(PROVIDED DATA Opens)
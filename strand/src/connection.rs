//! A physical connection and its state machine
//!
//! ```text
//!            open()            query()
//!  Closed ----------> Idle ------------> Working
//!    ^                 |  ^                 |
//!    |    close()      |  +-- resolve() ----+
//!    +-----------------+      reject()
//!                      | begin_transaction()
//!                      v
//!              TransactionIdle <--> TransactionWorking
//! ```
//!
//! Every transition is published as `connection.state_changed.<state>`.

use std::fmt;
use std::sync::atomic::{AtomicU64, Ordering};
use std::sync::Arc;
use std::task::{Context, Poll};
use std::time::Duration;

use parking_lot::{Mutex, MutexGuard};
use tokio::time::Instant;
use tracing::{debug, warn};
use uuid::Uuid;

use crate::config::{Role, ServerConfig};
use crate::driver::{Connector, Link};
use crate::error::{Error, Result};
use crate::event::EventManager;
use crate::promise::{self, Deferred, Promise};
use crate::query::Statement;
use crate::row::{FetchMode, QueryResult};

/// Event name prefix for connection state changes
pub const STATE_CHANGED: &str = "connection.state_changed";

static NEXT_CONNECTION_ID: AtomicU64 = AtomicU64::new(1);

#[derive(Debug, Clone, Copy, PartialEq, Eq, Hash)]
pub enum ConnectionState {
    Closed,
    Idle,
    Working,
    TransactionIdle,
    TransactionWorking,
}

impl ConnectionState {
    pub fn as_str(&self) -> &'static str {
        match self {
            ConnectionState::Closed => "closed",
            ConnectionState::Idle => "idle",
            ConnectionState::Working => "working",
            ConnectionState::TransactionIdle => "transaction_idle",
            ConnectionState::TransactionWorking => "transaction_working",
        }
    }

    /// Full event name published when a connection enters this state.
    pub fn event_name(&self) -> String {
        format!("{}.{}", STATE_CHANGED, self.as_str())
    }

    pub fn is_open(&self) -> bool {
        !matches!(self, ConnectionState::Closed)
    }
}

impl fmt::Display for ConnectionState {
    fn fmt(&self, f: &mut fmt::Formatter<'_>) -> fmt::Result {
        f.write_str(self.as_str())
    }
}

/// Payload of `connection.state_changed.*` events.
#[derive(Clone)]
pub struct ConnectionEvent {
    pub connection: Arc<Connection>,
    pub state: ConnectionState,
    /// Bound transaction; on `closed`, the one the connection was bound to.
    pub transaction: Option<Uuid>,
}

pub type ConnectionEvents = EventManager<ConnectionEvent>;

/// Result of trying to reserve a connection for one caller.
#[derive(Debug, Clone, Copy, PartialEq, Eq)]
pub(crate) enum Claim {
    /// Idle and now reserved
    Ready,
    /// Closed and now reserved for opening
    Open,
    /// Not available
    Busy,
}

struct PendingQuery {
    deferred: Deferred<QueryResult>,
    fetch: FetchMode,
}

struct Inner {
    state: ConnectionState,
    state_entered_at: Instant,
    opened_at: Option<Instant>,
    link: Option<Box<dyn Link>>,
    pending: Option<PendingQuery>,
    transaction: Option<Uuid>,
    claimed: bool,
    opening: bool,
}

impl Inner {
    fn transition(&mut self, state: ConnectionState) {
        self.state = state;
        self.state_entered_at = Instant::now();
    }
}

/// One socket to one server, shared as `Arc<Connection>`.
///
/// At most one query is pending at a time: a pending future exists exactly
/// while the state is `Working` or `TransactionWorking`.
pub struct Connection {
    id: u64,
    name: String,
    role: Role,
    server: ServerConfig,
    connector: Arc<dyn Connector>,
    events: Arc<ConnectionEvents>,
    inner: Mutex<Inner>,
}

impl fmt::Debug for Connection {
    fn fmt(&self, f: &mut fmt::Formatter<'_>) -> fmt::Result {
        f.debug_struct("Connection")
            .field("id", &self.id)
            .field("name", &self.name)
            .field("role", &self.role)
            .field("state", &self.state())
            .finish()
    }
}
(PROVIDED DATA Closes)
Go through the records above, find each line with the string "Inner", and copy it.

struct Inner {
impl Inner {
    inner: Mutex<Inner>,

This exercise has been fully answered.